Every place I've ever lived has been designed for that "average American family," with lots of bedrooms, living room, dining room, family room, etc. The problem was that I was a single person, not an average family. I needed space, but for hobbies, not people. And because I'm over 6'2", bending over to use sinks designed for children was a constant frustration. Over the years, I collected a list of things I would change if I could have my dream house. As I approached retirement, I realized time was running out for that house; it was now or never.
Dreams are not always perfect, however. I could never afford my dream house, a spacious Southern California home overlooking the Pacific Ocean. But I could afford a modest ranch house, with a 20-mile drive to the beach. It was a very long way from perfect, but it had potential.
This blog documents the process of turning that small average house into something that matches my lifestyle. It will be as close to my dream house as I can make it. I'm doing all the work myself to stretch my resources.

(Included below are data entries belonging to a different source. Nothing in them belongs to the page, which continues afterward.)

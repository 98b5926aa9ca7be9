//! Voice presence for a group channel.

use dashmap::DashMap;
use huddle_types::{ChannelId, UserId, VoiceStateModel};
use std::sync::Arc;

use crate::index::StateIndex;

/// A user's voice presence.
///
/// `channel_id` is the voice-capable channel the user joined, resolved
/// through the global index when the state was recorded. It is `None` when
/// that channel was not known yet; the entry is kept either way.
#[derive(Debug, Clone, PartialEq, Eq)]
pub struct VoiceState {
    /// User whose presence this is.
    pub user_id: UserId,
    /// Resolved voice channel, if the index knew it.
    pub channel_id: Option<ChannelId>,
    /// Voice session identifier.
    pub session_id: String,
    /// Server-side deafen.
    pub deaf: bool,
    /// Server-side mute.
    pub mute: bool,
    /// Self deafen.
    pub self_deaf: bool,
    /// Self mute.
    pub self_mute: bool,
    /// Suppressed.
    pub suppress: bool,
}

impl VoiceState {
    fn from_model(model: &VoiceStateModel, channel_id: Option<ChannelId>) -> Self {
        Self {
            user_id: model.user_id,
            channel_id,
            session_id: model.session_id.clone(),
            deaf: model.deaf,
            mute: model.mute,
            self_deaf: model.self_deaf,
            self_mute: model.self_mute,
            suppress: model.suppress,
        }
    }

    /// Muted by anyone.
    pub fn is_muted(&self) -> bool {
        self.mute || self.self_mute
    }

    /// Deafened by anyone.
    pub fn is_deafened(&self) -> bool {
        self.deaf || self.self_deaf
    }
}

/// Concurrent user → voice state table.
pub struct VoiceStateTable {
    states: DashMap<UserId, Arc<VoiceState>>,
    index: Arc<dyn StateIndex>,
}

impl std::fmt::Debug for VoiceStateTable {
    fn fmt(&self, f: &mut std::fmt::Formatter<'_>) -> std::fmt::Result {
        f.debug_struct("VoiceStateTable")
            .field("states", &self.states)
            .finish_non_exhaustive()
    }
}

impl VoiceStateTable {
    /// Create an empty table.
    pub fn new(index: Arc<dyn StateIndex>) -> Self {
        Self {
            states: DashMap::with_capacity(5),
            index,
        }
    }

    /// Insert or overwrite the state for `model.user_id`.
    pub fn upsert(&self, model: &VoiceStateModel) -> Arc<VoiceState> {
        let channel_id = model.channel_id.filter(|id| {
            self.index
                .resolve_channel(*id)
                .is_some_and(|kind| kind.is_voice_capable())
        });
        if let (Some(requested), None) = (model.channel_id, channel_id) {
            tracing::debug!(
                user_id = %model.user_id,
                channel_id = %requested,
                "voice channel not resolvable; keeping state without channel"
            );
        }

        let state = Arc::new(VoiceState::from_model(model, channel_id));
        self.states.insert(model.user_id, Arc::clone(&state));
        state
    }

    /// Look up a user's voice state.
    pub fn get(&self, id: UserId) -> Option<Arc<VoiceState>> {
        self.states.get(&id).map(|entry| Arc::clone(entry.value()))
    }

    /// Remove a user's voice state.
    pub fn remove(&self, id: UserId) -> Option<Arc<VoiceState>> {
        self.states.remove(&id).map(|(_, state)| state)
    }

    /// All voice states, ordered by user id.
    pub fn voice_states(&self) -> Vec<Arc<VoiceState>> {
        let mut states: Vec<Arc<VoiceState>> = self
            .states
            .iter()
            .map(|entry| Arc::clone(entry.value()))
            .collect();
        states.sort_unstable_by_key(|state| state.user_id);
        states
    }

    /// Drop every voice state.
    pub fn clear(&self) {
        self.states.clear();
    }

    /// Number of users in voice.
    pub fn len(&self) -> usize {
        self.states.len()
    }

    /// True if nobody is in voice.
    pub fn is_empty(&self) -> bool {
        self.states.is_empty()
    }
}

#[cfg(test)]
mod tests {
    use super::*;
    use crate::index::ClientState;
    use huddle_types::ChannelKind;

    fn table() -> (Arc<ClientState>, VoiceStateTable) {
        let state = Arc::new(ClientState::new());
        let table = VoiceStateTable::new(state.clone());
        (state, table)
    }

    #[test]
    fn upsert_resolves_known_voice_channel() {
        let (state, table) = table();
        state.insert_channel(ChannelId::new(50), ChannelKind::Group);

        let voice = table.upsert(&VoiceStateModel::new(1, Some(ChannelId::new(50))));
        assert_eq!(voice.channel_id, Some(ChannelId::new(50)));
        assert_eq!(table.get(UserId::new(1)).unwrap().channel_id, Some(ChannelId::new(50)));
    }

    #[test]
    fn upsert_keeps_unresolvable_channel_as_none() {
        let (_state, table) = table();

        table.upsert(&VoiceStateModel::new(1, Some(ChannelId::new(404))));
        let voice = table.get(UserId::new(1)).unwrap();
        assert_eq!(voice.user_id, UserId::new(1));
        assert!(voice.channel_id.is_none());
    }

    #[test]
    fn non_voice_channel_does_not_resolve() {
        let (state, table) = table();
        state.insert_channel(ChannelId::new(60), ChannelKind::Text);

        let voice = table.upsert(&VoiceStateModel::new(1, Some(ChannelId::new(60))));
        assert!(voice.channel_id.is_none());
    }

    #[test]
    fn upsert_overwrites() {
        let (state, table) = table();
        state.insert_channel(ChannelId::new(50), ChannelKind::Voice);

        table.upsert(&VoiceStateModel::new(1, Some(ChannelId::new(50))));
        let mut muted = VoiceStateModel::new(1, Some(ChannelId::new(50)));
        muted.self_mute = true;
        table.upsert(&muted);

        assert_eq!(table.len(), 1);
        assert!(table.get(UserId::new(1)).unwrap().is_muted());
    }

    #[test]
    fn remove_returns_state() {
        let (_state, table) = table();
        table.upsert(&VoiceStateModel::new(1, None));

        assert!(table.remove(UserId::new(1)).is_some());
        assert!(table.remove(UserId::new(1)).is_none());
        assert!(table.get(UserId::new(1)).is_none());
        assert!(table.is_empty());
    }

    #[test]
    fn clear_empties_table() {
        let (_state, table) = table();
        table.upsert(&VoiceStateModel::new(1, None));
        table.upsert(&VoiceStateModel::new(2, None));

        table.clear();
        assert!(table.is_empty());
        assert!(table.get(UserId::new(2)).is_none());
    }
}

By not hiring contractors, I can afford high quality materials, and I'll know the job is always done right. The remodeling will be my primary avocation for a few years, even as I try to fit in my writing and other hobbies.
It promises to be an interesting journey, and a challenging one!
Thursday, August 27, 2015
First, I did manage to apply the elastomeric stucco paint (two coats) on the outside front of the pottery studio, and stain/paint the fascia/eves along the front of the house. For this photo, I've placed some new shingles along the edge of the roof, showing the future lighter color.
Back to the floor tile. Did I mention I had to order more tile? And that the colors were different with the adobe brown. Well, same thing with the gray tile — three different shades — so some artistic adaptations were required, not only to accommodate the different shades of tile, but I also adjusted patterns to minimize how much tile I had left. In other words, if I needed a little more tile to finish the floor, I would use what I had rather than buy another box of the perhaps ideal size/color.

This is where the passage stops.